Milvy, Erika. “For Him, Laughter Was the Best Therapy.” The New York Times, 14 December 2008. The article is all about the series and how it is different from many other animated comedy series. The show does not move in rapid motion, with Squigglevision didn’t look overly fancy, and that “it rejected the adult cartoon tradition of high-impact irreverence, snarkiness and raised voices.”
Murray, Noel. “Interview with Jonathan Katz.” The A.V. Club, 14 June 2006. http://www.avclub.com/articles/jonathan-katz,13993. The interview hits on a range of topics about Katz’s life, but the most pertinent stuff is about the idea behind Dr. Katz and his retelling of how it was created and his relationship with co-creator Tom Snyder. My paper will talk a good deal about Katz as he is a creator and central figure on the show, so hearing first hand from is helpful. He talks often about his relationships with the other comedians that were on the show and getting them to come on, which is interesting.
Stabile, Carol, et al. Prime Time Animation: Television Animation and American Culture. London; New York: Routledge, 2003. This book looks at the history of television animation and how it obviously ties into American culture. What I am most interested in are sections such as how the authors examine quality in animated television series, as well as the mold for animated television series set by The Flintstones and The Simpsons.
Tueth, Michael V. Laughter In The Living Room: Television Comedy And The American Home Audience. New York: Peter Lang, 2005. The book as a whole looks into how television figures have gone about entertaining the American home audience, through many genres and years. It’s section on animation discusses how the authors have freedom to invent as many characters as they want, as they don’t have to worry about actors, and the multiple jokes and plot lines can challenge the viewer in ways non-animated shows cannot. Dr. Katz certainly introduces multiple comedians, yet also has an underlying plot surrounding Katz himself. Tueth argues that animation allows for a lot of freedom and experimentation.

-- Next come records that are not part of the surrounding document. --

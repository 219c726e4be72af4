//! The mounted editor: exactly one section editor, chosen by the active step.

use resume::{
    Entry, EntryPhase, FieldSpec, FieldValue, PersonalInfo, PersonalInfoEditor, ResumeAggregate,
    SectionEditor, SectionKey, SectionValue,
};

use crate::error::{Error, Result};

/// Editor for whichever section the active step shows.
#[derive(Debug, Clone)]
pub enum MountedEditor {
    PersonalInfo(PersonalInfoEditor),
    Education(SectionEditor<resume::Education>),
    Experience(SectionEditor<resume::Experience>),
    Skills(SectionEditor<resume::Skill>),
    Projects(SectionEditor<resume::Project>),
}

/// Run `$body` against the repeatable editor, or `$single` for personal info.
macro_rules! each_section {
    ($self:expr, $ed:ident => $body:expr, $pi:ident => $single:expr) => {
        match $self {
            MountedEditor::PersonalInfo($pi) => $single,
            MountedEditor::Education($ed) => $body,
            MountedEditor::Experience($ed) => $body,
            MountedEditor::Skills($ed) => $body,
            MountedEditor::Projects($ed) => $body,
        }
    };
}

impl MountedEditor {
    /// Seed a fresh editor for `key` from the aggregate.
    pub fn mount(key: SectionKey, aggregate: &ResumeAggregate) -> Self {
        log::debug!("Mounting {key} editor");
        match key {
            SectionKey::PersonalInfo => {
                Self::PersonalInfo(PersonalInfoEditor::new(aggregate.personal_info.clone()))
            }
            SectionKey::Education => Self::Education(SectionEditor::new(aggregate.education.clone())),
            SectionKey::Experience => {
                Self::Experience(SectionEditor::new(aggregate.experience.clone()))
            }
            SectionKey::Skills => Self::Skills(SectionEditor::new(aggregate.skills.clone())),
            SectionKey::Projects => Self::Projects(SectionEditor::new(aggregate.projects.clone())),
        }
    }

    /// Section being edited
    pub fn key(&self) -> SectionKey {
        match self {
            Self::PersonalInfo(_) => SectionKey::PersonalInfo,
            Self::Education(_) => SectionKey::Education,
            Self::Experience(_) => SectionKey::Experience,
            Self::Skills(_) => SectionKey::Skills,
            Self::Projects(_) => SectionKey::Projects,
        }
    }

    /// Field metadata of the section's entry type
    pub fn fields(&self) -> &'static [FieldSpec] {
        match self {
            Self::PersonalInfo(_) => PersonalInfo::fields(),
            Self::Education(_) => resume::Education::fields(),
            Self::Experience(_) => resume::Experience::fields(),
            Self::Skills(_) => resume::Skill::fields(),
            Self::Projects(_) => resume::Project::fields(),
        }
    }

    /// Number of draft entries (always 1 for personal info)
    pub fn len(&self) -> usize {
        each_section!(self, ed => ed.len(), _pi => 1)
    }

    /// Never true; drafts hold at least one entry
    pub fn is_empty(&self) -> bool {
        self.len() == 0
    }

    /// Lifecycle phase of a draft entry; personal info is always committed
    pub fn phase(&self, index: usize) -> Option<EntryPhase> {
        each_section!(self, ed => ed.phase(index), _pi => (index == 0).then_some(EntryPhase::Committed))
    }

    /// Read one field of one draft entry.
    pub fn field(&self, index: usize, name: &str) -> Result<FieldValue> {
        let len = self.len();
        let out_of_range = || Error::from(resume::Error::EntryOutOfRange { index, len });
        each_section!(
            self,
            ed => Ok(ed.entry(index).ok_or_else(out_of_range)?.field(name)?),
            pi => {
                if index != 0 {
                    return Err(out_of_range());
                }
                Ok(pi.draft().field(name)?)
            }
        )
    }

    /// Replace one field of one entry; returns the section report.
    pub fn update_field(&mut self, index: usize, name: &str, value: FieldValue) -> Result<SectionValue> {
        Ok(match self {
            Self::PersonalInfo(pi) => {
                if index != 0 {
                    return Err(resume::Error::EntryOutOfRange { index, len: 1 }.into());
                }
                SectionValue::PersonalInfo(pi.update_field(name, value)?)
            }
            Self::Education(ed) => SectionValue::Education(ed.update_field(index, name, value)?),
            Self::Experience(ed) => SectionValue::Experience(ed.update_field(index, name, value)?),
            Self::Skills(ed) => SectionValue::Skills(ed.update_field(index, name, value)?),
            Self::Projects(ed) => SectionValue::Projects(ed.update_field(index, name, value)?),
        })
    }

    /// Append a staged blank entry; returns its index.
    pub fn add_entry(&mut self) -> Result<usize> {
        each_section!(self, ed => Ok(ed.add_entry()), _pi => Err(Error::NotRepeatable(SectionKey::PersonalInfo)))
    }

    /// Whether removing an entry would do anything
    pub fn can_remove(&self) -> bool {
        each_section!(self, ed => ed.can_remove(), _pi => false)
    }

    /// Remove an entry; `None` when the last entry was kept.
    pub fn remove_entry(&mut self, index: usize) -> Result<Option<SectionValue>> {
        Ok(match self {
            Self::PersonalInfo(_) => return Err(Error::NotRepeatable(SectionKey::PersonalInfo)),
            Self::Education(ed) => ed.remove_entry(index)?.map(SectionValue::Education),
            Self::Experience(ed) => ed.remove_entry(index)?.map(SectionValue::Experience),
            Self::Skills(ed) => ed.remove_entry(index)?.map(SectionValue::Skills),
            Self::Projects(ed) => ed.remove_entry(index)?.map(SectionValue::Projects),
        })
    }

    /// Validate required fields.
    pub fn submit(&self) -> Result<()> {
        each_section!(self, ed => ed.submit()?, pi => pi.submit()?);
        Ok(())
    }

    /// Section value the draft would persist
    pub fn commit(&self) -> SectionValue {
        match self {
            Self::PersonalInfo(pi) => SectionValue::PersonalInfo(pi.commit()),
            Self::Education(ed) => SectionValue::Education(ed.commit()),
            Self::Experience(ed) => SectionValue::Experience(ed.commit()),
            Self::Skills(ed) => SectionValue::Skills(ed.commit()),
            Self::Projects(ed) => SectionValue::Projects(ed.commit()),
        }
    }

    /// The personal info editor, when mounted
    pub fn personal_info_mut(&mut self) -> Option<&mut PersonalInfoEditor> {
        match self {
            Self::PersonalInfo(pi) => Some(pi),
            _ => None,
        }
    }

    /// The personal info editor, when mounted
    pub fn personal_info(&self) -> Option<&PersonalInfoEditor> {
        match self {
            Self::PersonalInfo(pi) => Some(pi),
            _ => None,
        }
    }
}

#[cfg(test)]
mod tests {
    use super::*;
    use resume::{Education, Skill};

    #[test]
    fn test_mount_seeds_from_aggregate() {
        let mut aggregate = ResumeAggregate::new();
        aggregate.skills = vec![Skill::new("Go", 3), Skill::new("Rust", 4)];

        let mounted = MountedEditor::mount(SectionKey::Skills, &aggregate);
        assert_eq!(mounted.key(), SectionKey::Skills);
        assert_eq!(mounted.len(), 2);
        assert_eq!(mounted.field(1, "name").unwrap(), FieldValue::text("Rust"));
        assert_eq!(mounted.commit(), SectionValue::Skills(aggregate.skills));
    }

    #[test]
    fn test_empty_section_mounts_one_staged_entry() {
        let mounted = MountedEditor::mount(SectionKey::Education, &ResumeAggregate::new());
        assert_eq!(mounted.len(), 1);
        assert_eq!(mounted.phase(0), Some(EntryPhase::Staged));
        assert_eq!(mounted.commit(), SectionValue::Education(vec![]));
    }

    #[test]
    fn test_personal_info_is_not_repeatable() {
        let mut mounted = MountedEditor::mount(SectionKey::PersonalInfo, &ResumeAggregate::new());
        assert!(matches!(mounted.add_entry(), Err(Error::NotRepeatable(_))));
        assert!(matches!(mounted.remove_entry(0), Err(Error::NotRepeatable(_))));
        assert!(!mounted.can_remove());
        assert!(mounted.update_field(1, "email", "a@b.c".into()).is_err());
    }

    #[test]
    fn test_update_reports_section() {
        let mut mounted = MountedEditor::mount(SectionKey::Education, &ResumeAggregate::new());
        let report = mounted.update_field(0, "degree", "BSc".into()).unwrap();
        assert_eq!(
            report,
            SectionValue::Education(vec![Education {
                degree: "BSc".to_string(),
                ..Education::default()
            }])
        );
        assert_eq!(mounted.fields().len(), 4);
    }
}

Wright, Jean Ann. Animation Writing and Development: From Screen Development to Pitch. Amsterdam: Boston Elsevier, 2005. The book is intended to teach writers and students really the basics of writing and developing animated material. There is a chapter, however that is particularly useful as it discusses comedy in animation, and really how a creator is to go about making animation funny. The chapter talks about how comedy in animation separates itself and how to go about properly executing it. Also, especially pertinent, is how Wright talks about developing a specific animated character and having their personality become funny. In my paper I will focus on Katz as a comedian/central character in the show and author of it, so this should be helpful.